La crise actuelle de la Justice

05/05/2025

 

Suivant l’Accord de Gouvernement « les régimes dérogatoires et les systèmes avantageux seront progressivement supprimés afin d’aboutir à un système de pension plus transparent et plus équitable ». Un projet de réduction des pensions des magistrats est actuellement en cours.

La magistrature (juges et procureurs), tout comme le pouvoir exécutif (le Gouvernement) et le pouvoir législatif (le Parlement), constitue un pouvoir constitutionnel de l’Etat. Elle est prête à participer à l’effort d’assainissement des finances publiques par une réforme du système des pensions qui doit concerner les membres des trois pouvoirs.

Suivant l’organe légal représentatif de l’ensemble des magistrats qu’est le Conseil Consultatif de la Magistrature (CCM) « aucune simulation combinant l’impact des mesures budgétaires (…) et celui du projet global de réforme des pensions n’a été soumise » sur les pensions des magistrats par le Ministre des pensions, alors que le CCM quantifie actuellement à 30% minimum la perte que subiront à terme les pensions des magistrats.

La Justice belge est chroniquement sous-financée. Le budget de l’ordre judiciaire s’élève à 1,4 milliards d’euros, soit seulement 0,44 % de toutes les dépenses de l'État (communiqué du Conseil Supérieur de la Justice, 29/04/2025). Cela veut dire qu’on demande depuis des années aux magistrats et au personnel judiciaire de faire plus avec moins de moyens. A présent, leurs pensions de retraite sont réduites sans transparence de calcul ni de limites proportionnées. L’incertitude, la démotivation et le sentiment d’injure subie sont à leur comble auprès d’un très grand nombre de membres de l’ordre judiciaire.

La question de la pension de retraite des magistrats n’est pas la question de la préservation de leurs prétendus avantages : c’est une question de défense de l’Etat de droit par la qualité de la justice. Dans les conditions actuelles et décrites, il sera impossible d’attraire à la magistrature des professionnels de droit expérimentés (avocats ; juristes d’entreprise ; professeurs de droit) si le dernier facteur d’attractivité du métier de magistrat par rapport au secteur privé disparaît par la réduction de la pension.

Tout en maintenant l’ensemble des services au justiciable, le Tribunal de l’entreprise du Hainaut ne peut rester insensible à la crise et agira, tant qu’elle perdure et à défaut d’une solution équilibrée et respectueuse du pouvoir judiciaire, actuellement suivant deux axes.

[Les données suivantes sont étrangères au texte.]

use super::{Chat, EntityCounts, Persistence, PersistenceError, Setting, User};
use crate::stats;
use async_trait::async_trait;
use sqlx::sqlite::{SqliteConnectOptions, SqlitePoolOptions};
use sqlx::{Row, Sqlite, SqlitePool, Transaction};
use std::str::FromStr;
use tracing::{debug, info, warn};

const USER_COLUMNS: &str = "users.id, users.username, users.first_name, users.full_name, \
                            users.last_timeout, users.is_banned";

/// [`Persistence`] backed by an SQLite database
#[derive(Clone)]
pub struct SqlPersistence {
    pool: SqlitePool,
}

impl SqlPersistence {
    /// Opens the database at `database_url` and applies pending migrations.
    ///
    /// `sqlite::memory:` (or plain `:memory:`) opens a private in-memory
    /// database kept alive on a single connection.
    ///
    /// # Errors
    ///
    /// Returns an error if the URL is invalid, the database cannot be opened
    /// or a migration fails.
    pub async fn connect(database_url: &str) -> Result<Self, PersistenceError> {
        let url = if database_url == ":memory:" {
            "sqlite::memory:"
        } else {
            database_url
        };
        let options = SqliteConnectOptions::from_str(url)?
            .create_if_missing(true)
            .foreign_keys(true);

        let pool = if url.contains(":memory:") {
            SqlitePoolOptions::new()
                .max_connections(1)
                .idle_timeout(None)
                .max_lifetime(None)
                .connect_with(options)
                .await?
        } else {
            SqlitePoolOptions::new().connect_with(options).await?
        };

        let persistence = Self { pool };
        persistence.migrate().await?;
        Ok(persistence)
    }

    /// Wraps an existing pool; migrations are not applied
    #[must_use]
    pub const fn from_pool(pool: SqlitePool) -> Self {
        Self { pool }
    }

    /// Applies the embedded schema migrations
    ///
    /// # Errors
    ///
    /// Returns an error if a migration fails.
    pub async fn migrate(&self) -> Result<(), PersistenceError> {
        sqlx::migrate!("./migrations").run(&self.pool).await?;
        info!("Database migrations applied.");
        Ok(())
    }

    /// Publishes entity counts to the metrics gauges
    async fn refresh_gauges(&self) {
        match self.entity_counts().await {
            Ok(counts) => stats::record_entity_counts(&counts),
            Err(e) => warn!("Failed to refresh entity gauges: {e}"),
        }
    }

    async fn chat_exists(
        tx: &mut Transaction<'_, Sqlite>,
        chat_id: i64,
    ) -> Result<bool, PersistenceError> {
        let row = sqlx::query("SELECT 1 FROM chats WHERE id = ?")
            .bind(chat_id)
            .fetch_optional(&mut **tx)
            .await?;
        Ok(row.is_some())
    }

    async fn upsert_profile(
        tx: &mut Transaction<'_, Sqlite>,
        user: &User,
    ) -> Result<(), PersistenceError> {
        sqlx::query(
            "INSERT INTO users (id, username, first_name, full_name) VALUES (?, ?, ?, ?) \
             ON CONFLICT (id) DO UPDATE SET username = excluded.username, \
             first_name = excluded.first_name, full_name = excluded.full_name",
        )
        .bind(user.id)
        .bind(&user.username)
        .bind(&user.first_name)
        .bind(&user.full_name)
        .execute(&mut **tx)
        .await?;
        Ok(())
    }

    async fn upsert_setting(
        tx: &mut Transaction<'_, Sqlite>,
        chat_id: i64,
        setting: &Setting,
    ) -> Result<(), PersistenceError> {
        sqlx::query(
            "INSERT INTO settings (chat_id, key, value) VALUES (?, ?, ?) \
             ON CONFLICT (chat_id, key) DO UPDATE SET value = excluded.value",
        )
        .bind(chat_id)
        .bind(&setting.key)
        .bind(&setting.value)
        .execute(&mut **tx)
        .await?;
        Ok(())
    }
}

#[async_trait]
impl Persistence for SqlPersistence {
    async fn get_chat(&self, chat_id: i64) -> Result<Option<Chat>, PersistenceError> {
        let Some(row) = sqlx::query("SELECT id, type FROM chats WHERE id = ?")
            .bind(chat_id)
            .fetch_optional(&self.pool)
            .await?
        else {
            return Ok(None);
        };

        let users = sqlx::query_as::<_, User>(&format!(
            "SELECT {USER_COLUMNS} FROM association \
             JOIN users ON users.id = association.user_id \
             WHERE association.chat_id = ? ORDER BY association.rowid"
        ))
        .bind(chat_id)
        .fetch_all(&self.pool)
        .await?;

        let settings = sqlx::query("SELECT key, value FROM settings WHERE chat_id = ? ORDER BY id")
            .bind(chat_id)
            .fetch_all(&self.pool)
            .await?
            .into_iter()
            .map(|row| {
                Ok(Setting {
                    key: row.try_get("key")?,
                    value: row.try_get("value")?,
                })
            })
            .collect::<Result<Vec<_>, sqlx::Error>>()?;

        Ok(Some(Chat {
            id: row.try_get("id")?,
            chat_type: row.try_get("type")?,
            users,
            settings,
        }))
    }

    async fn add_or_update_chat(&self, chat: &Chat) -> Result<(), PersistenceError> {
        let mut tx = self.pool.begin().await?;

        sqlx::query(
            "INSERT INTO chats (id, type) VALUES (?, ?) \
             ON CONFLICT (id) DO UPDATE SET type = excluded.type",
        )
        .bind(chat.id)
        .bind(&chat.chat_type)
        .execute(&mut *tx)
        .await?;

        sqlx::query("DELETE FROM association WHERE chat_id = ?")
            .bind(chat.id)
            .execute(&mut *tx)
            .await?;
        for user in &chat.users {
            Self::upsert_profile(&mut tx, user).await?;
            sqlx::query("INSERT OR IGNORE INTO association (chat_id, user_id) VALUES (?, ?)")
                .bind(chat.id)
                .bind(user.id)
                .execute(&mut *tx)
                .await?;
        }

        sqlx::query("DELETE FROM settings WHERE chat_id = ?")
            .bind(chat.id)
            .execute(&mut *tx)
            .await?;
        for setting in &chat.settings {
            Self::upsert_setting(&mut tx, chat.id, setting).await?;
        }

        tx.commit().await?;
        debug!(chat_id = chat.id, "Chat stored");
        self.refresh_gauges().await;
        Ok(())
    }

    async fn add_or_update_chat_member(
        &self,
        chat_id: i64,
        user: &User,
    ) -> Result<(), PersistenceError> {
        let mut tx = self.pool.begin().await?;
        if !Self::chat_exists(&mut tx, chat_id).await? {
            return Err(PersistenceError::ChatNotFound(chat_id));
        }

        Self::upsert_profile(&mut tx, user).await?;
        sqlx::query("INSERT OR IGNORE INTO association (chat_id, user_id) VALUES (?, ?)")
            .bind(chat_id)
            .bind(user.id)
            .execute(&mut *tx)
            .await?;

        tx.commit().await?;
        self.refresh_gauges().await;
        Ok(())
    }

    async fn remove_chat_member(
        &self,
        chat_id: i64,
        user_id: i64,
    ) -> Result<(), PersistenceError> {
        sqlx::query("DELETE FROM association WHERE chat_id = ? AND user_id = ?")
            .bind(chat_id)
            .bind(user_id)
            .execute(&self.pool)
            .await?;
        self.refresh_gauges().await;
        Ok(())
    }

    async fn delete_chat(&self, chat_id: i64) -> Result<(), PersistenceError> {
        let mut tx = self.pool.begin().await?;

        let member_ids: Vec<i64> =
            sqlx::query_scalar("SELECT user_id FROM association WHERE chat_id = ?")
                .bind(chat_id)
                .fetch_all(&mut *tx)
                .await?;

        sqlx::query("DELETE FROM association WHERE chat_id = ?")
            .bind(chat_id)
            .execute(&mut *tx)
            .await?;
        sqlx::query("DELETE FROM settings WHERE chat_id = ?")
            .bind(chat_id)
            .execute(&mut *tx)
            .await?;
        sqlx::query("DELETE FROM chats WHERE id = ?")
            .bind(chat_id)
            .execute(&mut *tx)
            .await?;

        let mut orphans = 0_u64;
        for user_id in member_ids {
            orphans += sqlx::query(
                "DELETE FROM users WHERE id = ? \
                 AND NOT EXISTS (SELECT 1 FROM association WHERE user_id = ?)",
            )
            .bind(user_id)
            .bind(user_id)
            .execute(&mut *tx)
            .await?
            .rows_affected();
        }

        tx.commit().await?;
        info!(chat_id, orphans, "Chat deleted");
        stats::clear_chat_members(chat_id);
        self.refresh_gauges().await;
        Ok(())
    }

    async fn get_user(&self, user_id: i64) -> Result<Option<User>, PersistenceError> {
        let user = sqlx::query_as::<_, User>(&format!(
            "SELECT {USER_COLUMNS} FROM users WHERE users.id = ?"
        ))
        .bind(user_id)
        .fetch_optional(&self.pool)
        .await?;
        Ok(user)
    }

    async fn get_user_by_username(
        &self,
        username: &str,
    ) -> Result<Option<User>, PersistenceError> {
        let username = username.trim().trim_start_matches('@');
        if username.is_empty() {
            return Ok(None);
        }
        let user = sqlx::query_as::<_, User>(&format!(
            "SELECT {USER_COLUMNS} FROM users WHERE lower(users.username) = lower(?) LIMIT 1"
        ))
        .bind(username)
        .fetch_optional(&self.pool)
        .await?;
        Ok(user)
    }

    async fn add_or_update_user(&self, user: &User) -> Result<(), PersistenceError> {
        let mut tx = self.pool.begin().await?;
        sqlx::query(
            "INSERT INTO users (id, username, first_name, full_name, last_timeout, is_banned) \
             VALUES (?, ?, ?, ?, ?, ?) \
             ON CONFLICT (id) DO UPDATE SET username = excluded.username, \
             first_name = excluded.first_name, full_name = excluded.full_name, \
             last_timeout = excluded.last_timeout, is_banned = excluded.is_banned",
        )
        .bind(user.id)
        .bind(&user.username)
        .bind(&user.first_name)
        .bind(&user.full_name)
        .bind(user.last_timeout)
        .bind(user.is_banned)
        .execute(&mut *tx)
        .await?;
        tx.commit().await?;
        self.refresh_gauges().await;
        Ok(())
    }

    async fn is_response_bad(
        &self,
        rule_id: &str,
        message: &str,
    ) -> Result<bool, PersistenceError> {
        let is_bad: Option<bool> = sqlx::query_scalar(
            "SELECT is_bad FROM response_ratings WHERE rule_id = ? AND message = ?",
        )
        .bind(rule_id)
        .bind(message)
        .fetch_optional(&self.pool)
        .await?;
        Ok(is_bad.unwrap_or(false))
    }

    async fn rate_response(
        &self,
        rule_id: &str,
        message: &str,
        is_bad: bool,
    ) -> Result<(), PersistenceError> {
        sqlx::query(
            "INSERT INTO response_ratings (rule_id, message, is_bad) VALUES (?, ?, ?) \
             ON CONFLICT (rule_id, message) DO UPDATE SET is_bad = excluded.is_bad",
        )
        .bind(rule_id)
        .bind(message)
        .bind(is_bad)
        .execute(&self.pool)
        .await?;
        Ok(())
    }

    async fn entity_counts(&self) -> Result<EntityCounts, PersistenceError> {
        let chats: i64 = sqlx::query_scalar("SELECT COUNT(*) FROM chats")
            .fetch_one(&self.pool)
            .await?;
        let users: i64 = sqlx::query_scalar("SELECT COUNT(*) FROM users")
            .fetch_one(&self.pool)
            .await?;
        let settings: i64 = sqlx::query_scalar("SELECT COUNT(*) FROM settings")
            .fetch_one(&self.pool)
            .await?;
        let ratings: i64 = sqlx::query_scalar("SELECT COUNT(*) FROM response_ratings")
            .fetch_one(&self.pool)
            .await?;
        let users_per_chat = sqlx::query(
            "SELECT chats.id AS chat_id, COUNT(association.user_id) AS members FROM chats \
             LEFT JOIN association ON association.chat_id = chats.id \
             GROUP BY chats.id ORDER BY chats.id",
        )
        .fetch_all(&self.pool)
        .await?
        .into_iter()
        .map(|row| Ok((row.try_get("chat_id")?, row.try_get("members")?)))
        .collect::<Result<Vec<(i64, i64)>, sqlx::Error>>()?;

        Ok(EntityCounts {
            chats,
            users,
            settings,
            ratings,
            users_per_chat,
        })
    }
}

Les juges de carrière qui le souhaitent interviendront aux audiences par diverses mesures ou actes de communication afin de sensibiliser les comparants à la défense de l’Etat de droit par la nécessité des recrutements judiciaires de qualité.

Les procureurs ont invité les membres de leurs offices à ne plus rendre d’avis (oral ou écrit) et à solliciter la remise des causes dans lesquelles intervient le Ministère public. Le Tribunal est très sensible à cette démarche et par conséquent affirme la liberté des juges de statuer, suivant la nécessité de chaque cause, en prenant en considération ces éléments nouveaux.